Task objective ::
Produce the same data once more, line for line.

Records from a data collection

------------------------------------------------

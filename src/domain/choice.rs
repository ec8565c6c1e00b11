//! Choice and group domain models.
//!
//! This module defines the selectable side of the picker: [`Choice`] entries the
//! user can pick from, [`ChoiceGroup`] categories that organize them, and the
//! [`SourceChoice`]/[`SourceGroup`] seed records the host hands over when a
//! control is enhanced. Seed records mirror the native control's option and
//! optgroup content and can be parsed from JSON.

use crate::domain::error::{PickerError, Result};
use serde::{Deserialize, Serialize};

/// Represents one selectable source entry.
///
/// Choices are created once at initialization and never removed. Search
/// filtering toggles the `active` flag and assigns a `rank`; picking a choice
/// flips `selected` so it cannot be added twice while its item is alive.
///
/// # Fields
///
/// - `id`: Store-assigned identifier, 1-based per addition
/// - `value`: The raw value an item created from this choice will carry
/// - `label`: Display text shown in the dropdown
/// - `group_id`: Containing group id, `None` for ungrouped entries
/// - `disabled`: Immutable after creation; disabled entries are never selectable
/// - `selected`: `true` while a live item originates from this choice
/// - `active`: Search-result visibility; all choices start active
/// - `rank`: Position in the most recent search result, `None` outside a search
#[derive(Debug, Clone, PartialEq, Eq, Serialize, Deserialize)]
pub struct Choice {
    pub id: u64,
    pub value: String,
    pub label: String,
    pub group_id: Option<u64>,
    pub disabled: bool,
    pub selected: bool,
    pub active: bool,
    pub rank: Option<u32>,
}

impl Choice {
    /// Creates a new active, unselected, unranked choice.
    #[must_use]
    pub const fn new(
        id: u64,
        value: String,
        label: String,
        group_id: Option<u64>,
        disabled: bool,
    ) -> Self {
        Self {
            id,
            value,
            label,
            group_id,
            disabled,
            selected: false,
            active: true,
            rank: None,
        }
    }
}

/// Represents a labeled choice category.
///
/// Groups are created once at initialization and are immutable thereafter.
/// A group is `active` when it arrived with at least one entry; inactive and
/// disabled groups are never rendered.
#[derive(Debug, Clone, PartialEq, Eq, Serialize, Deserialize)]
pub struct ChoiceGroup {
    pub id: u64,
    pub label: String,
    pub active: bool,
    pub disabled: bool,
}

impl ChoiceGroup {
    /// Creates a new group.
    #[must_use]
    pub const fn new(id: u64, label: String, active: bool, disabled: bool) -> Self {
        Self {
            id,
            label,
            active,
            disabled,
        }
    }
}

/// Host-provided seed record for one choice.
///
/// Mirrors a native `<option>`: a value, an optional display label, a disabled
/// flag, and whether the entry arrived pre-selected. Pre-selected entries
/// produce both the choice and a corresponding item at registration.
#[derive(Debug, Clone, Default, PartialEq, Eq, Serialize, Deserialize)]
pub struct SourceChoice {
    pub value: String,
    #[serde(default)]
    pub label: Option<String>,
    #[serde(default)]
    pub disabled: bool,
    #[serde(default)]
    pub selected: bool,
}

impl SourceChoice {
    /// Creates a seed record with only a value set.
    #[must_use]
    pub fn new(value: &str) -> Self {
        Self {
            value: value.to_string(),
            ..Self::default()
        }
    }

    /// Creates a seed record with a value and a display label.
    #[must_use]
    pub fn labeled(value: &str, label: &str) -> Self {
        Self {
            value: value.to_string(),
            label: Some(label.to_string()),
            ..Self::default()
        }
    }

    /// Parses a JSON array of seed records.
    ///
    /// Accepts the same shape the host would pass through a data attribute:
    ///
    /// ```json
    /// [
    ///     { "value": "red", "label": "Red" },
    ///     { "value": "green", "disabled": true }
    /// ]
    /// ```
    ///
    /// # Errors
    ///
    /// Returns [`PickerError::Source`] if the JSON cannot be deserialized.
    pub fn from_json(json: &str) -> Result<Vec<Self>> {
        serde_json::from_str(json).map_err(|e| PickerError::Source(e.to_string()))
    }
}

/// Host-provided seed record for one group and its entries.
///
/// Mirrors a native `<optgroup>`. A disabled group disables every entry in it.
#[derive(Debug, Clone, Default, PartialEq, Eq, Serialize, Deserialize)]
pub struct SourceGroup {
    pub label: String,
    #[serde(default)]
    pub disabled: bool,
    #[serde(default)]
    pub choices: Vec<SourceChoice>,
}

impl SourceGroup {
    /// Creates a seed group with the given label and entries.
    #[must_use]
    pub fn new(label: &str, choices: Vec<SourceChoice>) -> Self {
        Self {
            label: label.to_string(),
            disabled: false,
            choices,
        }
    }
}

------------------------------------------------

Output for this exercise ::
filename src/domain/choice.rs
repository ec8565c6c1e00b11
//! Choice and group domain models.
//!
//! This module defines the selectable side of the picker: [`Choice`] entries the
//! user can pick from, [`ChoiceGroup`] categories that organize them, and the
//! [`SourceChoice`]/[`SourceGroup`] seed records the host hands over when a
//! control is enhanced. Seed records mirror the native control's option and
//! optgroup content and can be parsed from JSON.

use crate::domain::error::{PickerError, Result};
use serde::{Deserialize, Serialize};

/// Represents one selectable source entry.
///
/// Choices are created once at initialization and never removed. Search
/// filtering toggles the `active` flag and assigns a `rank`; picking a choice
/// flips `selected` so it cannot be added twice while its item is alive.
///
/// # Fields
///
/// - `id`: Store-assigned identifier, 1-based per addition
/// - `value`: The raw value an item created from this choice will carry
/// - `label`: Display text shown in the dropdown
/// - `group_id`: Containing group id, `None` for ungrouped entries
/// - `disabled`: Immutable after creation; disabled entries are never selectable
/// - `selected`: `true` while a live item originates from this choice
/// - `active`: Search-result visibility; all choices start active
/// - `rank`: Position in the most recent search result, `None` outside a search
#[derive(Debug, Clone, PartialEq, Eq, Serialize, Deserialize)]
pub struct Choice {
    pub id: u64,
    pub value: String,
    pub label: String,
    pub group_id: Option<u64>,
    pub disabled: bool,
    pub selected: bool,
    pub active: bool,
    pub rank: Option<u32>,
}

impl Choice {
    /// Creates a new active, unselected, unranked choice.
    #[must_use]
    pub const fn new(
        id: u64,
        value: String,
        label: String,
        group_id: Option<u64>,
        disabled: bool,
    ) -> Self {
        Self {
            id,
            value,
            label,
            group_id,
            disabled,
            selected: false,
            active: true,
            rank: None,
        }
    }
}

/// Represents a labeled choice category.
///
/// Groups are created once at initialization and are immutable thereafter.
/// A group is `active` when it arrived with at least one entry; inactive and
/// disabled groups are never rendered.
#[derive(Debug, Clone, PartialEq, Eq, Serialize, Deserialize)]
pub struct ChoiceGroup {
    pub id: u64,
    pub label: String,
    pub active: bool,
    pub disabled: bool,
}

impl ChoiceGroup {
    /// Creates a new group.
    #[must_use]
    pub const fn new(id: u64, label: String, active: bool, disabled: bool) -> Self {
        Self {
            id,
            label,
            active,
            disabled,
        }
    }
}

/// Host-provided seed record for one choice.
///
/// Mirrors a native `<option>`: a value, an optional display label, a disabled
/// flag, and whether the entry arrived pre-selected. Pre-selected entries
/// produce both the choice and a corresponding item at registration.
#[derive(Debug, Clone, Default, PartialEq, Eq, Serialize, Deserialize)]
pub struct SourceChoice {
    pub value: String,
    #[serde(default)]
    pub label: Option<String>,
    #[serde(default)]
    pub disabled: bool,
    #[serde(default)]
    pub selected: bool,
}

impl SourceChoice {
    /// Creates a seed record with only a value set.
    #[must_use]
    pub fn new(value: &str) -> Self {
        Self {
            value: value.to_string(),
            ..Self::default()
        }
    }

    /// Creates a seed record with a value and a display label.
    #[must_use]
    pub fn labeled(value: &str, label: &str) -> Self {
        Self {
            value: value.to_string(),
            label: Some(label.to_string()),
            ..Self::default()
        }
    }

    /// Parses a JSON array of seed records.
    ///
    /// Accepts the same shape the host would pass through a data attribute:
    ///
    /// ```json
    /// [
    ///     { "value": "red", "label": "Red" },
    ///     { "value": "green", "disabled": true }
    /// ]
    /// ```
    ///
    /// # Errors
    ///
    /// Returns [`PickerError::Source`] if the JSON cannot be deserialized.
    pub fn from_json(json: &str) -> Result<Vec<Self>> {
        serde_json::from_str(json).map_err(|e| PickerError::Source(e.to_string()))
    }
}

/// Host-provided seed record for one group and its entries.
///
/// Mirrors a native `<optgroup>`. A disabled group disables every entry in it.
#[derive(Debug, Clone, Default, PartialEq, Eq, Serialize, Deserialize)]
pub struct SourceGroup {
    pub label: String,
    #[serde(default)]
    pub disabled: bool,
    #[serde(default)]
    pub choices: Vec<SourceChoice>,
}

impl SourceGroup {
    /// Creates a seed group with the given label and entries.
    #[must_use]
    pub fn new(label: &str, choices: Vec<SourceChoice>) -> Self {
        Self {
            label: label.to_string(),
            disabled: false,
            choices,
        }
    }
}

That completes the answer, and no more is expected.